Chabako Tea at Allerton Park


Chabako Tea at Allerton Park, Monticello, Illinois
On May 11, 2012

My sister and I went to Allerton Park to make chabako tea. It was perfect weather with little white clouds floating across a clear blue sky, birds singing, and grass so fresh and green that the whole scene seemed unreal. After living in Austin, I had forgotten how tall the trees are in central Illinois where the soil is deep and rich and there is plenty of water.

Back when I was in high school, there was a little spring hidden in a leafy a ravine that was off the main path between the mansion and the formal gardens.  One could wander down into the coolness and rinse hands in the little pool of water the size of a birdbath. I thought it would be nice to make tea there, but the site has been “upgraded” with a wooden footbridge that allows visitors to see but not disturb the tiny stream that trickles down to fill the pond that was created to reflect the  mansion.

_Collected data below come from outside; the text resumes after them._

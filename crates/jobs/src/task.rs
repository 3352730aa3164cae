// crates/jobs/src/task.rs
//! A named unit of work inside a job.
//!
//! `Task` holds the state and lives inside its job. Callers drive it through
//! a `TaskHandle`, which locks the parent job for every call so a task
//! mutation and its broadcast happen together, in call order.

use std::sync::Arc;

use chrono::{DateTime, Utc};

use crate::error::JobError;
use crate::job::Job;
use crate::types::{JobStatus, JobUpdate, LogEntry, LogLevel, TaskSnapshot};

/// Label template used until a caller supplies one.
pub const DEFAULT_PROGRESS_LABEL: &str = "%value% / %max%";

/// Progress value forced on finish when no max was set.
const FINISHED_PROGRESS: u64 = 100;

pub(crate) struct Task {
    title: String,
    start: DateTime<Utc>,
    end: Option<DateTime<Utc>>,
    status: JobStatus,
    progress: u64,
    progress_max: Option<u64>,
    progress_label: String,
    log: Vec<LogEntry>,
}

impl Task {
    pub(crate) fn new(title: String, initial_message: Option<&str>) -> Self {
        let mut task = Self {
            title,
            start: Utc::now(),
            end: None,
            status: JobStatus::InProgress,
            progress: 0,
            progress_max: None,
            progress_label: DEFAULT_PROGRESS_LABEL.to_string(),
            log: Vec::new(),
        };
        if let Some(message) = initial_message {
            task.push_message(LogLevel::Info, message.to_string());
        }
        task
    }

    pub(crate) fn title(&self) -> &str {
        &self.title
    }

    pub(crate) fn status(&self) -> JobStatus {
        self.status
    }

    pub(crate) fn progress(&self) -> u64 {
        self.progress
    }

    pub(crate) fn progress_max(&self) -> Option<u64> {
        self.progress_max
    }

    pub(crate) fn end(&self) -> Option<DateTime<Utc>> {
        self.end
    }

    /// Substitute `%value%` and `%max%` into the label template.
    pub(crate) fn format_progress_label(&self) -> String {
        let max = self
            .progress_max
            .map(|m| m.to_string())
            .unwrap_or_else(|| "-".to_string());
        self.progress_label
            .replace("%value%", &self.progress.to_string())
            .replace("%max%", &max)
    }

    pub(crate) fn push_message(&mut self, level: LogLevel, message: String) -> JobUpdate {
        let timestamp = Utc::now();
        self.log.push(LogEntry::Message {
            timestamp,
            message: message.clone(),
            level,
        });
        JobUpdate::Message {
            task: self.title.clone(),
            timestamp,
            message,
            level,
        }
    }

    pub(crate) fn set_progress_max(&mut self, max: u64) -> JobUpdate {
        self.progress_max = Some(max);
        self.record_progress()
    }

    pub(crate) fn set_progress(&mut self, value: u64, label: Option<&str>) -> JobUpdate {
        self.progress = value;
        if let Some(label) = label {
            self.progress_label = label.to_string();
        }
        self.record_progress()
    }

    pub(crate) fn set_status(&mut self, status: JobStatus) -> Result<JobUpdate, JobError> {
        self.status.check_set(status)?;
        self.status = status;
        Ok(self.status_update())
    }

    /// Close the task: status, closing message, progress pinned to its max.
    pub(crate) fn finish(&mut self, result: JobStatus) -> Result<Vec<JobUpdate>, JobError> {
        self.status.check_finish(result)?;
        self.status = result;
        let status = self.status_update();
        let message = self.push_message(LogLevel::Info, format!("Finished with status {result}"));
        self.progress = self.progress_max.unwrap_or(FINISHED_PROGRESS);
        let progress = self.record_progress();
        self.end = Some(Utc::now());
        Ok(vec![status, message, progress])
    }

    pub(crate) fn snapshot(&self) -> TaskSnapshot {
        TaskSnapshot {
            title: self.title.clone(),
            start: self.start,
            end: self.end,
            status: self.status,
            log: self.log.clone(),
            progress: self.progress,
            progress_max: self.progress_max,
            progress_label: self.format_progress_label(),
        }
    }

    fn status_update(&self) -> JobUpdate {
        JobUpdate::Status {
            task: Some(self.title.clone()),
            timestamp: Utc::now(),
            status: self.status,
        }
    }

    /// Append the current progress to the log and build its update.
    fn record_progress(&mut self) -> JobUpdate {
        let timestamp = Utc::now();
        let label = self.format_progress_label();
        let entry = LogEntry::Progress {
            timestamp,
            value: self.progress,
            max: self.progress_max,
            label: label.clone(),
        };
        self.log.push(entry);
        JobUpdate::Progress {
            task: self.title.clone(),
            timestamp,
            value: self.progress,
            max: self.progress_max,
            label,
        }
    }
}

/// Per-task logging capability.
///
/// Every entry is appended to the task's own log and forwarded to the
/// parent job's observers as a `message` update tagged with the task title.
pub trait TaskLog {
    fn log(&self, level: LogLevel, message: impl Into<String>);

    fn debug(&self, message: impl Into<String>) {
        self.log(LogLevel::Debug, message);
    }

    fn info(&self, message: impl Into<String>) {
        self.log(LogLevel::Info, message);
    }

    fn warn(&self, message: impl Into<String>) {
        self.log(LogLevel::Warn, message);
    }

    fn error(&self, message: impl Into<String>) {
        self.log(LogLevel::Error, message);
    }
}

/// Handle used by the work driver to update one task of a job.
///
/// Holds the parent job alive; a task never outlives its job.
#[derive(Clone)]
pub struct TaskHandle {
    job: Arc<Job>,
    index: usize,
}

impl TaskHandle {
    pub(crate) fn new(job: Arc<Job>, index: usize) -> Self {
        Self { job, index }
    }

    /// Position of the task in its job.
    pub fn index(&self) -> usize {
        self.index
    }

    pub fn job(&self) -> &Arc<Job> {
        &self.job
    }

    pub fn title(&self) -> String {
        self.job.read_task(self.index, |t| t.title().to_string())
    }

    pub fn status(&self) -> JobStatus {
        self.job.read_task(self.index, Task::status)
    }

    pub fn progress(&self) -> u64 {
        self.job.read_task(self.index, Task::progress)
    }

    pub fn progress_max(&self) -> Option<u64> {
        self.job.read_task(self.index, Task::progress_max)
    }

    pub fn end(&self) -> Option<DateTime<Utc>> {
        self.job.read_task(self.index, Task::end)
    }

    pub fn format_progress_label(&self) -> String {
        self.job.read_task(self.index, Task::format_progress_label)
    }

    pub fn snapshot(&self) -> TaskSnapshot {
        self.job.read_task(self.index, Task::snapshot)
    }

    pub fn set_progress_max(&self, max: u64) {
        self.job
            .mutate_task(self.index, |t| vec![t.set_progress_max(max)]);
    }

    /// Set the absolute progress value, optionally replacing the label template.
    pub fn set_progress(&self, value: u64, label: Option<&str>) {
        self.job
            .mutate_task(self.index, |t| vec![t.set_progress(value, label)]);
    }

    /// Advance progress by one.
    pub fn increment(&self) {
        self.increment_progress(1);
    }

    pub fn increment_progress(&self, amount: u64) {
        self.job.mutate_task(self.index, |t| {
            let value = t.progress().saturating_add(amount);
            vec![t.set_progress(value, None)]
        });
    }

    pub fn set_status(&self, status: JobStatus) -> Result<(), JobError> {
        self.job
            .try_mutate_task(self.index, |t| t.set_status(status).map(|u| vec![u]))
    }

    pub fn finish_task(&self, result: JobStatus) -> Result<(), JobError> {
        self.job.try_mutate_task(self.index, |t| t.finish(result))
    }
}

impl TaskLog for TaskHandle {
    fn log(&self, level: LogLevel, message: impl Into<String>) {
        let message = message.into();
        self.job
            .mutate_task(self.index, |t| vec![t.push_message(level, message)]);
    }
}

impl std::fmt::Debug for TaskHandle {
    fn fmt(&self, f: &mut std::fmt::Formatter<'_>) -> std::fmt::Result {
        f.debug_struct("TaskHandle")
            .field("job_id", &self.job.id())
            .field("index", &self.index)
            .finish()
    }
}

We walked on up to the other side of the ravine to a small white trellis gazebo with a concrete bench. I brought out my travel chabako (see previous blog entry) and a thermos of hot water and made tea. 



After tea we strolled down the central alley of the formal garden to enjoy a collection of peonies, hosta, and  formal clipped hedges. 


How My Life in This Place 
Connects to My Interest in Chado

Monticello is a small farm town that is also a county seat with well-educated lawyers and teachers from a nearby major university. There were farmers who were in tune with the seasons and townspeople who worked together to create an orderly and harmonious place to raise their families.

As a child I recall passing through stately white pillars that led into a wide swath of a path cut into the woods. My parents took my and my little sister there to enjoy the fall color of trees in crisp autumn air. Coming upon the classic bronze centaur sculpture at the end of the path made reading fairy-tales even more vivid.

I also recall the magical time when I was about 12 years old and we 4H campers tramped across the road to gather and sing by candlelight in the grassy area guarded by 2 rows of large blue glazed ceramic fu dogs on high pedestals. 

Later, in high school, I won a scholarship to an art camp at the park. We slept in attic rooms of the mansion and spent our days in different areas of the garden sketching and painting the sculptures and landscape. It was much later that I realized just how very lucky I was to grow up in a small town of 3,500 people, and also experience a taste of European formal and informal gardens and sculpture, created by Robert Allerton amidst acres and acres of corn and bean fields.

Experiencing the contrast between formality and rusticity at an early age seems to continually resonate in my art work and approach to life in general. I find a similar sense of order, appreciation of and respect for tools and things made with them, and a deep connection with Nature in Chanoyu.